Excessive apparel inventory, the result of too many stores and too little consumer spending, is causing a ripple effect through the apparel industry pipeline, the analysts said, and with economic indicators pointing down, the textile industry can expect more of the same as 1996 unfolds.
The forecast session last Wednesday was sponsored by the Knitted Textile Association.
“Mills that were operating at 90 percent of capacity in July are now at 80 percent,” said Jack Pickler, first vice president and senior textile and apparel analyst for Prudential Securities. “Production lines are idle one out of every three days.”
Pickler sang a refrain the manufacturers are hearing all too often. “There are 19 square feet of retail space for every person in the country, triple what there was 15 years ago,” he said. “There are stores everywhere. Even when a Nordstrom or Neiman Marcus says a new store is doing great business, it doesn’t mean they’ve added sales. It just means it’s taking sales away from another store in their chains.”
Pickler also said that Prudential studies show consumer demographics softening in the coming years. “Women account for about 70 percent of apparel purchases, but as they hit 55, we found that their apparel buying drops by 20 percent. Our studies show that apparel sales will only be up by 1 percent, in units, per year over the next decade.”
Pickler offered a couple of strategies to help mills cope.
“Knitters have to get closer to retailers,” he asserted. “Retailers, especially with all the private label, are going out and putting their programs together themselves. There’s a big opportunity to do things for the retailer.”
Another opportunity, Pickler observed, is in the production of nontraditional products. Companies such as Malden and Guilford, for example, are looking at home textile applications for knit fabrics.
Those opportunities notwithstanding, Pickler said the industry will continue to contract. “Mergers and acquisitions will accelerate in the near term, like the LBOs of the 1980s,” he said. “You might be surprised by some of the transactions to come.”

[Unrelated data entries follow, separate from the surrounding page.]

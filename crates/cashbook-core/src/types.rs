//! Basic types for the bookkeeping module

use serde::{Deserialize, Serialize};

/// Direction of a cash movement, seen from the ledger owner
#[derive(Debug, Clone, Copy, PartialEq, Eq, Hash, Serialize, Deserialize)]
#[serde(rename_all = "snake_case")]
pub enum TransactionType {
    /// Money came in to the owner
    CashIn,
    /// Money went out from the owner
    CashOut,
}

impl std::str::FromStr for TransactionType {
    type Err = String;
    fn from_str(s: &str) -> Result<Self, Self::Err> {
        match s.to_lowercase().as_str() {
            "cash_in" | "in" => Ok(TransactionType::CashIn),
            "cash_out" | "out" => Ok(TransactionType::CashOut),
            _ => Err(format!("Invalid transaction type: {}", s)),
        }
    }
}

impl std::fmt::Display for TransactionType {
    fn fmt(&self, f: &mut std::fmt::Formatter<'_>) -> std::fmt::Result {
        match self {
            TransactionType::CashIn => write!(f, "cash_in"),
            TransactionType::CashOut => write!(f, "cash_out"),
        }
    }
}

/// Repayment state of a lending record
#[derive(Debug, Clone, Copy, PartialEq, Eq, Serialize, Deserialize)]
#[serde(rename_all = "lowercase")]
pub enum LendingStatus {
    /// Nothing repaid yet
    Pending,
    /// Partly repaid
    Partial,
    /// Fully repaid
    Settled,
}

impl Default for LendingStatus {
    fn default() -> Self {
        LendingStatus::Pending
    }
}

impl std::str::FromStr for LendingStatus {
    type Err = String;
    fn from_str(s: &str) -> Result<Self, Self::Err> {
        match s.to_lowercase().as_str() {
            "pending" => Ok(LendingStatus::Pending),
            "partial" => Ok(LendingStatus::Partial),
            "settled" => Ok(LendingStatus::Settled),
            _ => Err(format!("Invalid lending status: {}", s)),
        }
    }
}

impl std::fmt::Display for LendingStatus {
    fn fmt(&self, f: &mut std::fmt::Formatter<'_>) -> std::fmt::Result {
        match self {
            LendingStatus::Pending => write!(f, "pending"),
            LendingStatus::Partial => write!(f, "partial"),
            LendingStatus::Settled => write!(f, "settled"),
        }
    }
}
//! Error types for cashbook-core
//!
//! Every failure the bookkeeping layer can report carries an error code,
//! a severity and, where it helps, suggestions for the caller.

use thiserror::Error;
use serde::{Deserialize, Serialize};

/// Error codes for programmatic error handling
#[derive(Debug, Clone, Copy, PartialEq, Eq, Serialize, Deserialize)]
#[serde(rename_all = "SCREAMING_SNAKE_CASE")]
pub enum ErrorCode {
    /// Persistence layer failure
    StoreError,
    /// Lendings ledger could not be found or created
    LedgerUnavailable,
    /// Draft rejected before it was stored
    InvalidDraft,
    /// Link code does not exist
    LinkCodeInvalid,
    /// Link code exists but expired
    LinkCodeExpired,
    /// Chat already linked to a user
    AlreadyLinked,
    /// Chat transport failure
    TransportError,
}

impl std::fmt::Display for ErrorCode {
    fn fmt(&self, f: &mut std::fmt::Formatter<'_>) -> std::fmt::Result {
        match self {
            ErrorCode::StoreError => write!(f, "STORE_ERROR"),
            ErrorCode::LedgerUnavailable => write!(f, "LEDGER_UNAVAILABLE"),
            ErrorCode::InvalidDraft => write!(f, "INVALID_DRAFT"),
            ErrorCode::LinkCodeInvalid => write!(f, "LINK_CODE_INVALID"),
            ErrorCode::LinkCodeExpired => write!(f, "LINK_CODE_EXPIRED"),
            ErrorCode::AlreadyLinked => write!(f, "ALREADY_LINKED"),
            ErrorCode::TransportError => write!(f, "TRANSPORT_ERROR"),
        }
    }
}

/// Detailed error information for API responses
#[derive(Debug, Clone, Serialize, Deserialize)]
pub struct ErrorDetails {
    /// Error code
    pub code: ErrorCode,
    /// Human-readable message
    pub message: String,
    /// Additional details
    #[serde(skip_serializing_if = "Option::is_none")]
    pub details: Option<serde_json::Value>,
    /// Suggestions for resolution
    #[serde(skip_serializing_if = "Vec::is_empty")]
    pub suggestions: Vec<String>,
}

impl ErrorDetails {
    pub fn new(code: ErrorCode, message: String) -> Self {
        Self {
            code,
            message,
            details: None,
            suggestions: vec![],
        }
    }

    pub fn with_detail(mut self, detail: serde_json::Value) -> Self {
        self.details = Some(detail);
        self
    }

    pub fn with_suggestion(mut self, suggestion: String) -> Self {
        self.suggestions.push(suggestion);
        self
    }
}

impl std::fmt::Display for ErrorDetails {
    fn fmt(&self, f: &mut std::fmt::Formatter<'_>) -> std::fmt::Result {
        write!(f, "[{}] {}", self.code, self.message)?;
        if let Some(ref details) = self.details {
            write!(f, "\nDetails: {}", details)?;
        }
        if !self.suggestions.is_empty() {
            write!(f, "\nSuggestions:")?;
            for suggestion in &self.suggestions {
                write!(f, "\n  - {}", suggestion)?;
            }
        }
        Ok(())
    }
}

/// Error severity levels
#[derive(Debug, Clone, Copy, PartialEq, Eq, Serialize, Deserialize)]
#[serde(rename_all = "lowercase")]
pub enum ErrorSeverity {
    Info,
    Warning,
    Error,
}

impl std::fmt::Display for ErrorSeverity {
    fn fmt(&self, f: &mut std::fmt::Formatter<'_>) -> std::fmt::Result {
        match self {
            ErrorSeverity::Info => write!(f, "info"),
            ErrorSeverity::Warning => write!(f, "warning"),
            ErrorSeverity::Error => write!(f, "error"),
        }
    }
}

/// Main error type for cashbook-core
#[derive(Error, Debug, Clone, PartialEq)]
pub enum CoreError {
    #[error("Store error: {message}")]
    Store { message: String },

    #[error("Failed to access {name} ledger")]
    LedgerUnavailable { name: String },

    #[error("Invalid draft: {message}")]
    InvalidDraft { message: String },

    #[error("Invalid link code")]
    LinkCodeInvalid,

    #[error("Link code expired")]
    LinkCodeExpired,

    #[error("Chat {chat_id} is already linked to another user")]
    AlreadyLinked { chat_id: String },

    #[error("Transport error: {message}")]
    Transport { message: String },
}

impl CoreError {
    pub fn store(message: impl Into<String>) -> Self {
        CoreError::Store { message: message.into() }
    }

    pub fn transport(message: impl Into<String>) -> Self {
        CoreError::Transport { message: message.into() }
    }

    /// Get the error code
    pub fn code(&self) -> ErrorCode {
        match self {
            CoreError::Store { .. } => ErrorCode::StoreError,
            CoreError::LedgerUnavailable { .. } => ErrorCode::LedgerUnavailable,
            CoreError::InvalidDraft { .. } => ErrorCode::InvalidDraft,
            CoreError::LinkCodeInvalid => ErrorCode::LinkCodeInvalid,
            CoreError::LinkCodeExpired => ErrorCode::LinkCodeExpired,
            CoreError::AlreadyLinked { .. } => ErrorCode::AlreadyLinked,
            CoreError::Transport { .. } => ErrorCode::TransportError,
        }
    }

    /// Get the severity level
    pub fn severity(&self) -> ErrorSeverity {
        match self {
            CoreError::Store { .. } => ErrorSeverity::Error,
            CoreError::LedgerUnavailable { .. } => ErrorSeverity::Error,
            CoreError::InvalidDraft { .. } => ErrorSeverity::Warning,
            CoreError::LinkCodeInvalid => ErrorSeverity::Info,
            CoreError::LinkCodeExpired => ErrorSeverity::Info,
            CoreError::AlreadyLinked { .. } => ErrorSeverity::Warning,
            CoreError::Transport { .. } => ErrorSeverity::Error,
        }
    }

    /// Convert to detailed error info
    pub fn to_details(&self) -> ErrorDetails {
        let mut details = ErrorDetails::new(self.code(), self.to_string());

        match self {
            CoreError::Store { message } => {
                details = details.with_detail(serde_json::json!({ "store_message": message }));
            }
            CoreError::InvalidDraft { message } => {
                details = details.with_detail(serde_json::json!({ "validation_message": message }));
                details = details.with_suggestion(
                    "Amounts must be positive, at most 10^15, and the ledger id must be set.".to_string()
                );
            }
            CoreError::LinkCodeInvalid => {
                details = details.with_suggestion(
                    "Generate a new code from the app and send /start <code>.".to_string()
                );
            }
            CoreError::LinkCodeExpired => {
                details = details.with_suggestion(
                    "Link codes are short-lived; generate a fresh one.".to_string()
                );
            }
            CoreError::AlreadyLinked { .. } => {
                details = details.with_suggestion(
                    "Unlink the chat from the other account first.".to_string()
                );
            }
            _ => {}
        }

        details
    }
}

/// Result type with CoreError
pub type CoreResult<T> = Result<T, CoreError>;

/// Error context for reporting
#[derive(Debug, Clone, Default)]
pub struct ErrorContext {
    /// Owner the operation ran for
    pub user_id: Option<String>,
    /// Chat the request came from
    pub chat_id: Option<String>,
    /// Operation being performed
    pub operation: String,
}

impl ErrorContext {
    pub fn new(operation: &str) -> Self {
        Self {
            user_id: None,
            chat_id: None,
            operation: operation.to_string(),
        }
    }

    pub fn with_user_id(mut self, user_id: &str) -> Self {
        self.user_id = Some(user_id.to_string());
        self
    }

    pub fn with_chat_id(mut self, chat_id: &str) -> Self {
        self.chat_id = Some(chat_id.to_string());
        self
    }
}

/// Error logger trait
pub trait ErrorLogger: Send + Sync {
    fn log_error(&self, error: &CoreError, context: &ErrorContext);
    fn log_warning(&self, message: &str, context: &ErrorContext);
}

/// Default error logger using log crate
#[derive(Debug, Default)]
pub struct DefaultErrorLogger;

impl ErrorLogger for DefaultErrorLogger {
    fn log_error(&self, error: &CoreError, context: &ErrorContext) {
        log::error!(
            target: "cashbook::error",
            "ERROR [{}] {} - Operation: {} - User: {:?} - Chat: {:?}",
            error.code(),
            error,
            context.operation,
            context.user_id,
            context.chat_id
        );
    }

    fn log_warning(&self, message: &str, context: &ErrorContext) {
        log::warn!(
            target: "cashbook::error",
            "WARNING: {} - Operation: {} - User: {:?}",
            message,
            context.operation,
            context.user_id
        );
    }
}

// ==================== Tests ====================
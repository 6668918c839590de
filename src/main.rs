//! CashBook main entry point

use anyhow::{bail, Context};
use cashbook_api::{start_server, AppState};
use cashbook_config::{Config, ConfigError};
use clap::Parser;
use std::path::PathBuf;
use tokio::runtime::Runtime;

const DEFAULT_CONFIG_PATH: &str = "config.yaml";

#[derive(Parser, Debug)]
#[command(name = "cashbook")]
#[command(author = "CashBook Contributors")]
#[command(version = "0.1.0")]
#[command(about = "Chat-driven lending tracker with per-person balances", long_about = None)]
struct Args {
    /// Configuration file path (defaults to ./config.yaml when present)
    #[arg(short, long)]
    config: Option<PathBuf>,

    /// Override the server port
    #[arg(short, long)]
    port: Option<u16>,

    /// Telegram bot token, overrides telegram.bot_token
    #[arg(long, env = "TELEGRAM_BOT_TOKEN", hide_env_values = true)]
    bot_token: Option<String>,

    /// Print the default configuration and exit
    #[arg(long)]
    print_default_config: bool,
}

fn load_config(args: &Args) -> Result<Config, ConfigError> {
    let mut config = match &args.config {
        Some(path) => Config::load(path.clone())?,
        None => {
            let default_path = PathBuf::from(DEFAULT_CONFIG_PATH);
            if default_path.exists() {
                Config::load(default_path)?
            } else {
                Config::default()
            }
        }
    };

    if let Some(port) = args.port {
        config.server.port = port;
    }
    if let Some(token) = &args.bot_token {
        config.telegram.bot_token = token.clone();
    }
    config.validate()?;
    Ok(config)
}

fn init_logger(config: &Config) {
    let mut builder = env_logger::Builder::new();
    match std::env::var("RUST_LOG") {
        Ok(filters) => {
            builder.parse_filters(&filters);
        }
        Err(_) => {
            builder.parse_filters(&config.logging.level);
        }
    }
    builder.init();
}

fn main() -> anyhow::Result<()> {
    let args = Args::parse();

    if args.print_default_config {
        print!("{}", Config::generate_default());
        return Ok(());
    }

    let config = match load_config(&args) {
        Ok(config) => config,
        Err(e) => {
            eprintln!("[{}] {} ({})", e.code(), e, e.severity());
            for suggestion in e.suggestions() {
                eprintln!("  - {}", suggestion);
            }
            bail!("invalid configuration");
        }
    };

    init_logger(&config);
    log::info!(
        "Config loaded: ledger={}, currency={} ({})",
        config.lendings.ledger_name,
        config.currency.symbol,
        config.currency.grouping
    );
    if config.bot_token().is_none() {
        log::warn!("Telegram bot token missing; set TELEGRAM_BOT_TOKEN to deliver replies");
    }

    let rt = Runtime::new().context("failed to start the async runtime")?;
    rt.block_on(async {
        let state = AppState::from_config(config);
        start_server(state).await
    })
    .context("server error")?;

    Ok(())
}
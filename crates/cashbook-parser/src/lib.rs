//! Lending message parser
//!
//! Turns short chat messages such as `gave john 500 tomorrow` or the legacy
//! `500 john 15jan` into a structured [`ParsedLending`].

use chrono::NaiveDate;
use std::sync::Arc;

pub mod amount;
pub mod due_date;
pub mod error;
pub mod intent;
pub mod interpreter;
pub mod types;

pub use amount::{parse_amount, MAX_AMOUNT};
pub use due_date::{resolve_date, resolve_due_date};
pub use error::ParseError;
pub use intent::{classify, keyword_intent, Classification};
pub use interpreter::{capitalize_first, MessageInterpreter};
pub use types::{DueTerm, Intent, ParsedLending};

// ==================== Parser Trait ====================

/// Parser reference type
pub type ParserRef = Arc<dyn LendingParserTrait>;

/// Trait for lending message parsers
pub trait LendingParserTrait: Send + Sync {
    /// Interpret a message, `None` when it is not a lending message
    fn parse(&self, text: &str, today: NaiveDate) -> Option<ParsedLending> {
        self.try_parse(text, today).ok()
    }

    /// Interpret a message and keep the rejection reason
    fn try_parse(&self, text: &str, today: NaiveDate) -> Result<ParsedLending, ParseError>;
}

/// Default parser implementation
#[derive(Debug, Default)]
pub struct DefaultLendingParser;

impl LendingParserTrait for DefaultLendingParser {
    fn try_parse(&self, text: &str, today: NaiveDate) -> Result<ParsedLending, ParseError> {
        MessageInterpreter::try_parse(text, today)
    }
}
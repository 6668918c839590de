//! Maps an interpreted message onto ledger drafts

use cashbook_parser::{Intent, ParsedLending};
use rust_decimal::Decimal;

use crate::models::{LendingDraft, TransactionDraft};
use crate::types::{LendingStatus, TransactionType};

/// How one intent is booked
#[derive(Debug, Clone, Copy, PartialEq, Eq)]
pub struct IntentBooking {
    pub transaction_type: TransactionType,
    pub title_prefix: &'static str,
    pub category: &'static str,
}

impl IntentBooking {
    pub fn for_intent(intent: Intent) -> Self {
        let (transaction_type, title_prefix, category) = match intent {
            Intent::Lent => (TransactionType::CashOut, "Lent to", "Lending"),
            Intent::Repaid => (TransactionType::CashOut, "Repaid to", "Repayment"),
            Intent::Received => (TransactionType::CashIn, "Received from", "Repayment"),
            Intent::Borrowed => (TransactionType::CashIn, "Borrowed from", "Borrowing"),
        };
        Self {
            transaction_type,
            title_prefix,
            category,
        }
    }
}

/// Drafts produced for one message
#[derive(Debug, Clone, PartialEq)]
pub struct MappedLending {
    pub transaction: TransactionDraft,
    /// Only lent and borrowed messages open a lending record
    pub lending: Option<LendingDraft>,
}

/// Builds drafts only; persistence belongs to the stores
#[derive(Debug, Clone)]
pub struct TransactionMapper {
    payment_mode: String,
}

impl Default for TransactionMapper {
    fn default() -> Self {
        Self::new("Cash")
    }
}

impl TransactionMapper {
    pub fn new(payment_mode: impl Into<String>) -> Self {
        Self {
            payment_mode: payment_mode.into(),
        }
    }

    pub fn to_transaction(&self, parsed: &ParsedLending, ledger_id: &str) -> MappedLending {
        let booking = IntentBooking::for_intent(parsed.intent);

        let transaction = TransactionDraft {
            ledger_id: ledger_id.to_string(),
            transaction_type: booking.transaction_type,
            amount: parsed.amount,
            title: format!("{} {}", booking.title_prefix, parsed.person_name),
            category: booking.category.to_string(),
            payment_mode: Some(self.payment_mode.clone()),
            person: Some(parsed.person_name.clone()),
        };

        let lending = parsed
            .intent
            .is_debt_creating()
            .then(|| Self::lending_draft(parsed));

        MappedLending {
            transaction,
            lending,
        }
    }

    fn lending_draft(parsed: &ParsedLending) -> LendingDraft {
        LendingDraft {
            borrower_name: parsed.person_name.clone(),
            due_date: parsed.due_date(),
            status: LendingStatus::Pending,
            original_amount: parsed.amount,
            remaining_amount: parsed.amount,
            notes: parsed.unresolved_due_text().map(str::to_string),
        }
    }
}

/// Net effect of a booking on what the counterparty owes the owner
pub fn signed_effect(transaction_type: TransactionType, amount: Decimal) -> Decimal {
    match transaction_type {
        TransactionType::CashOut => amount,
        TransactionType::CashIn => -amount,
    }
}

#[cfg(test)]
mod tests {
    use super::*;
    use cashbook_parser::{DueTerm, MessageInterpreter};
    use chrono::NaiveDate;
    use rust_decimal_macros::dec;

    fn today() -> NaiveDate {
        NaiveDate::from_ymd_opt(2024, 1, 10).unwrap()
    }

    fn parsed(text: &str) -> ParsedLending {
        MessageInterpreter::parse(text, today()).unwrap()
    }

    #[test]
    fn test_booking_table() {
        let cases = [
            (Intent::Lent, TransactionType::CashOut, "Lent to", "Lending"),
            (Intent::Repaid, TransactionType::CashOut, "Repaid to", "Repayment"),
            (Intent::Received, TransactionType::CashIn, "Received from", "Repayment"),
            (Intent::Borrowed, TransactionType::CashIn, "Borrowed from", "Borrowing"),
        ];
        for (intent, transaction_type, prefix, category) in cases {
            let booking = IntentBooking::for_intent(intent);
            assert_eq!(booking.transaction_type, transaction_type);
            assert_eq!(booking.title_prefix, prefix);
            assert_eq!(booking.category, category);
        }
    }

    #[test]
    fn test_borrowed_maps_to_cash_in_with_lending_draft() {
        let mapped = TransactionMapper::default()
            .to_transaction(&parsed("borrowed ravi 2000 jan 20"), "ledger-1");

        assert_eq!(mapped.transaction.transaction_type, TransactionType::CashIn);
        assert_eq!(mapped.transaction.category, "Borrowing");
        assert_eq!(mapped.transaction.title, "Borrowed from Ravi");
        assert_eq!(mapped.transaction.ledger_id, "ledger-1");

        let lending = mapped.lending.unwrap();
        assert_eq!(lending.status, LendingStatus::Pending);
        assert_eq!(lending.original_amount, dec!(2000));
        assert_eq!(lending.remaining_amount, dec!(2000));
        assert_eq!(lending.due_date, NaiveDate::from_ymd_opt(2024, 1, 20));
        assert_eq!(lending.notes, None);
    }

    #[test]
    fn test_repayments_have_no_lending_draft() {
        let mapper = TransactionMapper::default();
        let received = mapper.to_transaction(&parsed("got mary 1000"), "l");
        assert!(received.lending.is_none());
        assert_eq!(received.transaction.title, "Received from Mary");

        let repaid = mapper.to_transaction(&parsed("paid sam 300"), "l");
        assert!(repaid.lending.is_none());
        assert_eq!(repaid.transaction.transaction_type, TransactionType::CashOut);
    }

    #[test]
    fn test_unresolved_due_text_becomes_note() {
        let parsed = parsed("lent sam 300 after diwali");
        assert_eq!(
            parsed.due,
            Some(DueTerm::Unresolved { text: "after diwali".to_string() })
        );
        let lending = TransactionMapper::default()
            .to_transaction(&parsed, "l")
            .lending
            .unwrap();
        assert_eq!(lending.due_date, None);
        assert_eq!(lending.notes.as_deref(), Some("after diwali"));
    }

    #[test]
    fn test_configured_payment_mode() {
        let mapped = TransactionMapper::new("UPI").to_transaction(&parsed("500 john"), "l");
        assert_eq!(mapped.transaction.payment_mode.as_deref(), Some("UPI"));
        assert_eq!(mapped.transaction.person.as_deref(), Some("John"));
        assert_eq!(mapped.transaction.amount, dec!(500));
    }

    #[test]
    fn test_signed_effect() {
        assert_eq!(signed_effect(TransactionType::CashOut, dec!(5)), dec!(5));
        assert_eq!(signed_effect(TransactionType::CashIn, dec!(5)), dec!(-5));
    }
}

Steven Kernkraut, managing director of Bear Stearns, echoed Pickler’s views.
“Retailing is a zero-sum game,” he said. “When one store wins, another loses, big time. A lot of retailers will be out of business in the next few years.”
According to Kernkraut, the Internet will hasten the changes in consumers’ buying habits. “It will also change the way you do business,” he said, although just how remains to be seen, particularly in the textile industry.
Kernkraut similarly advised knitters to “get closer” to retailers. “But not too close,” he warned, “because of all the bankruptcies.”